Between 2008 and 2021, 105 consecutive patients with 111 BMS who received SRS or HSRT for 1-2 BSM were evaluated. Median follow-up time was 10 months (range 3-130). One-year FLP rate was 90.4%. At the univariate analysis, tumor volume ≤ 0.4 cc, and concurrent targeted therapy were associated with longer FLP, with combined treatment that remained a significant independent predictor [0.058, HR 0.139 (95% CI 0.0182-1.064]. Median OS and CSS were 11 months and 14.6 months, respectively. At multivariate analysis, concurrent targeted therapy administration was significantly associated with longer OS [HR 0.514 (95%CI 0.302-0.875); p = 0.01]. Neurological death occurred in 30.4% of patients, although this was due to local progression in only 3 (2.8%) patients.
Linac-based SRS/HSRT offers excellent local control to patients with BSM, with low treatment-related toxicity and no apparent detrimental effects on OS. When treated with ablative intent, BSM are an uncommon cause of neurological death.

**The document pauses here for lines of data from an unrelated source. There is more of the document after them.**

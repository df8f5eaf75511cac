//! Reification of parsed records
//!
//! A [`Reifier`] walks a [`ParsedAssembly`] in document order and registers
//! its records under an inclusion context, a bounded number per
//! [`Reifier::step`] so loaders can yield between batches. Between steps the
//! tree may change under it: records whose parent disappeared are skipped
//! together with their descendants, and a vanished inclusion ends the run
//! with [`TreeError::UnknownContext`].
//!
//! Part definitions, representation items and prototypes are reified on
//! first reference. Filters and relationships are registered once every
//! record is live.

use crate::context::ContextId;
use crate::info::{NodeInfo, ParsedAssembly};
use crate::node::{LoadStatus, TreeNode};
use crate::reference::ReferenceNode;
use crate::tree::{AssemblyTree, Parent};
use cadstream_core::error::{TreeError, TreeResult};
use cadstream_core::id::{AuthoredNodeId, InstanceHandle, InstanceKey, ModelKey, NodeIdOffset, RuntimeNodeId};
use cadstream_core::math::{matrix_from_array, BoundingBox};
use glam::Mat4;
use std::collections::HashSet;
use std::sync::Arc;

/// External model found while reifying
#[derive(Clone, Debug, PartialEq)]
pub struct PendingExternalModel {
    /// Placeholder node standing in for the model
    pub node: RuntimeNodeId,
    pub name: String,
    pub bounds: Option<BoundingBox>,
}

/// Summary of a reification run
#[derive(Clone, Debug, Default, PartialEq)]
pub struct ReifyReport {
    /// Nodes registered directly under the inclusion
    pub roots: Vec<RuntimeNodeId>,
    /// Tree nodes registered, prototype content included
    pub nodes: usize,
    /// Reference nodes registered
    pub references: usize,
    /// Records dropped because their parent was gone
    pub skipped: usize,
    /// Placeholders waiting on an external model, in document order
    pub external_models: Vec<PendingExternalModel>,
}

/// Incremental reifier of one parsed assembly
pub struct Reifier {
    assembly: Arc<ParsedAssembly>,
    inclusion: ContextId,
    offset: NodeIdOffset,
    model_key: Option<ModelKey>,
    cursor: usize,
    skipped: HashSet<AuthoredNodeId>,
    expanding: Vec<u32>,
    finished: bool,
    report: ReifyReport,
}

impl Reifier {
    /// Create a reifier targeting an inclusion context
    ///
    /// Instance handles are built against the inclusion's model key.
    pub fn new(tree: &AssemblyTree, inclusion: ContextId, assembly: Arc<ParsedAssembly>) -> TreeResult<Self> {
        let context = tree
            .inclusion_context(inclusion)
            .ok_or(TreeError::UnknownContext)?;
        if context.span < assembly.required_span() {
            return Err(TreeError::IdRangeExhausted);
        }

        Ok(Self {
            offset: context.offset,
            model_key: context.model_key,
            assembly,
            inclusion,
            cursor: 0,
            skipped: HashSet::new(),
            expanding: Vec::new(),
            finished: false,
            report: ReifyReport::default(),
        })
    }

    /// Check if every record has been processed
    pub fn is_finished(&self) -> bool {
        self.finished
    }

    /// Records processed and total records
    pub fn progress(&self) -> (usize, usize) {
        (self.cursor, self.assembly.nodes.len())
    }

    /// Report so far
    pub fn report(&self) -> &ReifyReport {
        &self.report
    }

    /// Consume the reifier
    pub fn into_report(self) -> ReifyReport {
        self.report
    }

    /// Reify up to `budget` records; returns true once done
    pub fn step(&mut self, tree: &mut AssemblyTree, budget: usize) -> TreeResult<bool> {
        if self.finished {
            return Ok(true);
        }
        if !tree.contains_context(self.inclusion) {
            return Err(TreeError::UnknownContext);
        }

        let assembly = Arc::clone(&self.assembly);
        let end = self
            .cursor
            .saturating_add(budget.max(1))
            .min(assembly.nodes.len());

        for record in &assembly.nodes[self.cursor..end] {
            let parent = match record.parent {
                None => Some(Parent::Context(self.inclusion)),
                Some(parent) => self.live_parent(tree, parent),
            };
            match parent {
                Some(parent) => {
                    let id = self.reify_record(tree, record, parent, false)?;
                    if record.parent.is_none() {
                        self.report.roots.push(id);
                    }
                }
                None => {
                    self.skipped.insert(record.authored_id);
                    self.report.skipped += 1;
                }
            }
        }
        self.cursor = end;

        if self.cursor >= assembly.nodes.len() {
            self.finish(tree);
            self.finished = true;
        }
        Ok(self.finished)
    }

    fn runtime_id(&self, authored: AuthoredNodeId) -> TreeResult<RuntimeNodeId> {
        RuntimeNodeId::from_authored(authored, self.offset).ok_or(TreeError::IdRangeExhausted)
    }

    fn live_parent(&self, tree: &AssemblyTree, parent: AuthoredNodeId) -> Option<Parent> {
        if self.skipped.contains(&parent) {
            return None;
        }
        let id = self.runtime_id(parent).ok()?;
        match tree.lookup_container_node(id) {
            Some(_) => Some(Parent::Node(id)),
            None => {
                if tree.contains_node(id) {
                    log::warn!("Reifier: parent {} of a record is not a container", id);
                }
                None
            }
        }
    }

    fn reify_record(
        &mut self,
        tree: &mut AssemblyTree,
        record: &NodeInfo,
        parent: Parent,
        in_prototype: bool,
    ) -> TreeResult<RuntimeNodeId> {
        let id = self.runtime_id(record.authored_id)?;
        let part = match record.part_definition {
            Some(part) => self.ensure_part_definition(tree, part)?,
            None => None,
        };
        let item = match record.representation_item {
            Some(item) => self.ensure_representation_item(tree, item)?,
            None => None,
        };

        let instances = match self.model_key {
            Some(model) => record
                .instances
                .iter()
                .map(|k| InstanceHandle::new(model, InstanceKey(*k)))
                .collect(),
            None => Vec::new(),
        };

        let mut flags = record.flags;
        let mut status = LoadStatus::Loaded;
        let mut bounds = record.bounds;
        if let Some(external) = &record.external_model {
            flags.external_model = true;
            status = LoadStatus::Unloaded;
            bounds = bounds.or(external.bounds);
        }

        let node = TreeNode::new(id, record.kind, record.name.clone())
            .with_matrix(record.matrix.as_ref().map_or(Mat4::IDENTITY, matrix_from_array))
            .with_visibility(record.visible)
            .with_flags(flags)
            .with_status(status)
            .with_bounds(bounds)
            .with_instances(instances)
            .with_part_definition(part)
            .with_representation_item(item)
            .with_attributes(record.attributes.clone());
        let node = match &record.external_model {
            Some(external) => node.with_external_model(external.name.clone()),
            None => node,
        };
        tree.register_node(parent, node)?;
        self.report.nodes += 1;

        for reference in [part, item].into_iter().flatten() {
            tree.add_reference_referrer(reference, id);
        }
        if let Some(layer) = &record.layer {
            let layer = tree.register_layer(layer);
            tree.register_node_in_layer(id, layer);
        }
        if let Some(generic_type) = &record.generic_type {
            tree.register_generic_type(id, generic_type);
        }
        if let Some(generic_id) = &record.generic_id {
            if !tree.register_generic_id(id, generic_id) {
                log::warn!("Reifier: generic id '{}' already taken", generic_id);
            }
        }
        if let Some(prototype) = record.prototype {
            self.attach_prototype(tree, id, prototype)?;
        }
        if let Some(external) = &record.external_model {
            if !in_prototype {
                self.report.external_models.push(PendingExternalModel {
                    node: id,
                    name: external.name.clone(),
                    bounds,
                });
            }
        }
        Ok(id)
    }

    fn ensure_representation_item(
        &mut self,
        tree: &mut AssemblyTree,
        authored: AuthoredNodeId,
    ) -> TreeResult<Option<RuntimeNodeId>> {
        let id = self.runtime_id(authored)?;
        if tree.lookup_representation_item(id).is_some() {
            return Ok(Some(id));
        }
        let Some(info) = self.assembly.representation_item(authored) else {
            log::warn!("Reifier: unknown representation item {}", authored);
            return Ok(None);
        };
        let instances = match self.model_key {
            Some(model) => info
                .instances
                .iter()
                .map(|k| InstanceHandle::new(model, InstanceKey(*k)))
                .collect(),
            None => Vec::new(),
        };
        tree.register_reference(
            ReferenceNode::representation_item(id, info.name.clone(), instances).with_bounds(info.bounds),
        )?;
        self.report.references += 1;
        Ok(Some(id))
    }

    fn ensure_part_definition(
        &mut self,
        tree: &mut AssemblyTree,
        authored: AuthoredNodeId,
    ) -> TreeResult<Option<RuntimeNodeId>> {
        let id = self.runtime_id(authored)?;
        if tree.lookup_part_definition(id).is_some() {
            return Ok(Some(id));
        }
        let assembly = Arc::clone(&self.assembly);
        let Some(info) = assembly.part_definition(authored) else {
            log::warn!("Reifier: unknown part definition {}", authored);
            return Ok(None);
        };

        let mut items = Vec::with_capacity(info.items.len());
        for item in &info.items {
            if let Some(item) = self.ensure_representation_item(tree, *item)? {
                items.push(item);
            }
        }
        tree.register_reference(
            ReferenceNode::part_definition(id, info.name.clone(), items.clone()).with_bounds(info.bounds),
        )?;
        for item in items {
            tree.add_reference_referrer(item, id);
        }
        self.report.references += 1;
        Ok(Some(id))
    }

    fn attach_prototype(&mut self, tree: &mut AssemblyTree, referrer: RuntimeNodeId, prototype: u32) -> TreeResult<()> {
        if self.expanding.contains(&prototype) {
            log::warn!("Reifier: prototype {} references itself", prototype);
            return Ok(());
        }
        if let Some(context) = tree.inclusion_prototype(self.inclusion, prototype) {
            return tree.add_prototype_referrer(context, referrer);
        }

        let assembly = Arc::clone(&self.assembly);
        let Some(info) = assembly.prototype(prototype) else {
            log::warn!("Reifier: unknown prototype {}", prototype);
            return Ok(());
        };

        let context = tree.create_prototype_context(self.inclusion, prototype)?;
        self.expanding.push(prototype);
        let mut skipped = HashSet::new();
        for record in &info.nodes {
            let parent = match record.parent {
                None => Some(Parent::Context(context)),
                Some(p) if skipped.contains(&p) => None,
                Some(p) => self.live_parent(tree, p),
            };
            match parent {
                Some(parent) => {
                    self.reify_record(tree, record, parent, true)?;
                }
                None => {
                    skipped.insert(record.authored_id);
                }
            }
        }
        self.expanding.pop();

        tree.add_prototype_referrer(context, referrer)
    }

    fn finish(&mut self, tree: &mut AssemblyTree) {
        for filter in &self.assembly.filters {
            let nodes: Vec<RuntimeNodeId> = filter
                .nodes
                .iter()
                .filter_map(|n| self.runtime_id(*n).ok())
                .collect();
            tree.add_filter(&filter.name, filter.inclusive, &nodes);
        }
        for relationship in &self.assembly.relationships {
            let (Ok(from), Ok(to)) = (
                self.runtime_id(relationship.from),
                self.runtime_id(relationship.to),
            ) else {
                continue;
            };
            if !tree.add_relationship(&relationship.kind, from, to) {
                log::debug!(
                    "Reifier: dropped relationship {} -> {}",
                    relationship.from,
                    relationship.to
                );
            }
        }
    }
}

The present results indicates that patients with BSM should not be excluded a priori from clinical trials 2).
19 brainstem metastases from 14 patients who had follow-up brain imaging were identified. Median tumor volume was 0.04 cc (range: 0.01-2.0 cc). Median prescribed dose was 17.5 Gy to the 50% isodose line (range: 14-22 Gy). Median survival after GK SRS treatment to brainstem lesion was 17.2 months (range: 2.8-45.6 months). The experience at Indiana University confirms the safety and efficacy of range of GK SRS prescription doses (14-22 Gy) to brainstem metastases 3).
Of 547 patients with 596 brainstem metastases treated with SRS, treatment of 7.4% of tumors resulted in severe SRS-induced toxicity (grade ≥3, increased odds with increasing tumor volume, margin dose, and whole-brain irradiation). Local control at 12 months after SRS was 81.8% and was improved with increasing margin dose and maximum dose. Overall survival at 12 months after SRS was 32.7% and impacted by age, gender, number of metastases, tumor histology, and performance score.
The study provides additional evidence that SRS has become an option for patients with brainstem metastases, with an excellent benefit-to-risk ratio in the hands of experienced clinicians. Prior whole-brain irradiation increases the risk of severe toxicity in brainstem metastasis patients undergoing SRS 4).